▶ [WHAT IS REQUIRED]: Reproduce, exactly, the lines of the material below from the line containing "pub fn from_message(message: impl" through the line containing "decoded. Retried: providers", with both end lines included and nothing else.

═══ DATA RECORDS ═══

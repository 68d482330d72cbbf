use std::fmt;
use thiserror::Error;

/// Why the market is considered closed for a fetch.
#[derive(Debug, Clone, PartialEq, Eq)]
pub enum MarketClosedReason {
    Weekend,
    Holiday(&'static str),
    OutsideSession,
}

impl fmt::Display for MarketClosedReason {
    fn fmt(&self, f: &mut fmt::Formatter<'_>) -> fmt::Result {
        match self {
            MarketClosedReason::Weekend => f.write_str("weekend"),
            MarketClosedReason::Holiday(name) => write!(f, "holiday ({})", name),
            MarketClosedReason::OutsideSession => f.write_str("outside regular session"),
        }
    }
}

#[derive(Error, Debug, Clone)]
pub enum FetchError {
    /// Not retried and not a failure: the caller should simply skip the cycle.
    #[error("market closed: {0}")]
    MarketClosed(MarketClosedReason),

    /// A single request failed. `retryable` and `rate_limited` are decided
    /// where the failure is observed, not by matching the message later.
    #[error("market data request failed: {message}")]
    Upstream {
        message: String,
        status: Option<u16>,
        retryable: bool,
        rate_limited: bool,
    },

    /// Every allowed attempt failed.
    #[error("market data unavailable after {attempts} attempts: {last_error}")]
    Exhausted { attempts: u32, last_error: String },
}

impl FetchError {
    /// Classify an HTTP error response.
    ///
    /// 429 is a rate limit; 408 and 5xx are transient; anything else
    /// (401/403/404/422, ...) is a permanent request problem. A body that
    /// reads like a rate-limit message marks the error as rate limited even
    /// when the provider used another status code.
    pub fn from_status(status: u16, body: &str) -> Self {
        let rate_limited = status == 429 || looks_rate_limited(body);
        let retryable = rate_limited || status == 408 || (500..=599).contains(&status);
        FetchError::Upstream {
            message: format!("HTTP {}: {}", status, body.trim()),
            status: Some(status),
            retryable,
            rate_limited,
        }
    }

    /// Classify a failure that only comes with text (transport errors,
    /// wrapped client errors). Transport failures are transient by default.
    pub fn from_message(message: impl Into<String>) -> Self {
        let message = message.into();
        FetchError::Upstream {
            rate_limited: looks_rate_limited(&message),
            retryable: true,
            status: None,
            message,
        }
    }

    /// A response that arrived but could not be decoded. Retried: providers
    /// occasionally return truncated bodies under load.
    pub fn malformed(message: impl Into<String>) -> Self {
        FetchError::Upstream {
            message: format!("malformed response: {}", message.into()),
            status: None,
            retryable: true,
            rate_limited: false,
        }
    }

    pub fn is_retryable(&self) -> bool {
        matches!(self, FetchError::Upstream { retryable: true, .. })
    }

    pub fn is_rate_limit(&self) -> bool {
        matches!(self, FetchError::Upstream { rate_limited: true, .. })
    }

    pub fn is_market_closed(&self) -> bool {
        matches!(self, FetchError::MarketClosed(_))
    }
}

/// Text patterns providers use for throttling: "rate limit", "too many
/// requests", and a bare "429" status echoed in the body.
fn looks_rate_limited(text: &str) -> bool {
    let lower = text.to_ascii_lowercase();
    lower.contains("rate limit")
        || lower.contains("rate-limit")
        || lower.contains("too many requests")
        || lower.contains("429")
}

═══

▶ [SOLUTION TO THIS EXERCISE]:
    pub fn from_message(message: impl Into<String>) -> Self {
        let message = message.into();
        FetchError::Upstream {
            rate_limited: looks_rate_limited(&message),
            retryable: true,
            status: None,
            message,
        }
    }

    /// A response that arrived but could not be decoded. Retried: providers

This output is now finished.